- [Problem description]:
Count the lines in the entries that contain the string "slots". State nothing but the number.

Collected data
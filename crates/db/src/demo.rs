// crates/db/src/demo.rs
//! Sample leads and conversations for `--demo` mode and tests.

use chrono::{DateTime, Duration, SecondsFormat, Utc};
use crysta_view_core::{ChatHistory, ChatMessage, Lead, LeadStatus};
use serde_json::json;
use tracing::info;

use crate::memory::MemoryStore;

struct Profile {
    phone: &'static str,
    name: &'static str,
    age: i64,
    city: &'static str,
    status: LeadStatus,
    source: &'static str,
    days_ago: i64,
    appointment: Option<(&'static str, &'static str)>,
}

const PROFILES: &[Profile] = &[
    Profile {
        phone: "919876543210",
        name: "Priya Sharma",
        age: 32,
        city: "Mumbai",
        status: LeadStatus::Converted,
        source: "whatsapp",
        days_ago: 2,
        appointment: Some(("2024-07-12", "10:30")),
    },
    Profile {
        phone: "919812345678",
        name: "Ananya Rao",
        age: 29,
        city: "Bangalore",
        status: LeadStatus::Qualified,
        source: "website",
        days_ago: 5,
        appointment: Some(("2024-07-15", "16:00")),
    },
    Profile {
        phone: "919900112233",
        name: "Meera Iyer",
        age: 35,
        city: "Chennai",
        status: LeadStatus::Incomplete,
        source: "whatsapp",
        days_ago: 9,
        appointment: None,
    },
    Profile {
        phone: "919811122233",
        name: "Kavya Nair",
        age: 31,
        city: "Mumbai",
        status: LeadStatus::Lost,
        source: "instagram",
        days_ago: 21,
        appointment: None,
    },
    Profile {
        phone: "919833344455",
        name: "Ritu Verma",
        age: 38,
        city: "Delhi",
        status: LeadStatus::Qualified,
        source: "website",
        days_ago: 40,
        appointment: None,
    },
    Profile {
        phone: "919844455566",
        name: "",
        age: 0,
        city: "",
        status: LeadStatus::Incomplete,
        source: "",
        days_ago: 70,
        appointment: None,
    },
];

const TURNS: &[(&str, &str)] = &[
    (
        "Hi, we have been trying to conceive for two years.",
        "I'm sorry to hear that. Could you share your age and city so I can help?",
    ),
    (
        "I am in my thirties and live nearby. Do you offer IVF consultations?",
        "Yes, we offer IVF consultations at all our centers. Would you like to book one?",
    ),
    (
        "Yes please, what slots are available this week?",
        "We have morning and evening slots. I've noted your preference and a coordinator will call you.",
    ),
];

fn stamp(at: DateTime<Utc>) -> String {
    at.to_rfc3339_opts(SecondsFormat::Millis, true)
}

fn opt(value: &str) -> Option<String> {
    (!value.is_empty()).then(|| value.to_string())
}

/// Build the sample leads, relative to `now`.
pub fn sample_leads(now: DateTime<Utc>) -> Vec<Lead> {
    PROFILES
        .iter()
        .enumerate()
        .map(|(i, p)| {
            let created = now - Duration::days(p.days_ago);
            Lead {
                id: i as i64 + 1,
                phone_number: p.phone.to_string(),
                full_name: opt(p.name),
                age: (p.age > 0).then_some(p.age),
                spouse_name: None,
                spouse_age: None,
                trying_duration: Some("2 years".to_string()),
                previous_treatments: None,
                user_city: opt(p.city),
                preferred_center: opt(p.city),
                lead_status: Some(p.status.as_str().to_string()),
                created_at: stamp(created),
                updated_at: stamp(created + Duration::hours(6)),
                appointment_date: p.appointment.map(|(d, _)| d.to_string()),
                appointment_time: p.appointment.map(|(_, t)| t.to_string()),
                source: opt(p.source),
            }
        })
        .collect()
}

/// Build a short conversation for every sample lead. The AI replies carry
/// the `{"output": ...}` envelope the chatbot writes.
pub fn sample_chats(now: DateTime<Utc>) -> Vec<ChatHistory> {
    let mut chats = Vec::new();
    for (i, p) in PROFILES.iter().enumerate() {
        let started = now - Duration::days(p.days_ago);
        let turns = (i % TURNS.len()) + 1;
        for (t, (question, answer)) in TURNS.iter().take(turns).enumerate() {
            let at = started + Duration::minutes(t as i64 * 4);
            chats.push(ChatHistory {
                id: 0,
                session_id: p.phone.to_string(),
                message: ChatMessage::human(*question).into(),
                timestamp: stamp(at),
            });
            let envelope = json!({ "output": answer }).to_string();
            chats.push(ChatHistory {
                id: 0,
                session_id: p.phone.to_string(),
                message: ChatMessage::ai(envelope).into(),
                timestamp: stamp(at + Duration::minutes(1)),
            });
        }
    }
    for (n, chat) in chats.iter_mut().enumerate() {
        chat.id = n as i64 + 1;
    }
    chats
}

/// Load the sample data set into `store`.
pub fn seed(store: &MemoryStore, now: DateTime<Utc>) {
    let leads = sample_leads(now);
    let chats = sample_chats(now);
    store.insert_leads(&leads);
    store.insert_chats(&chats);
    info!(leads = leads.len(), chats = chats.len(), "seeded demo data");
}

- [Response]:
2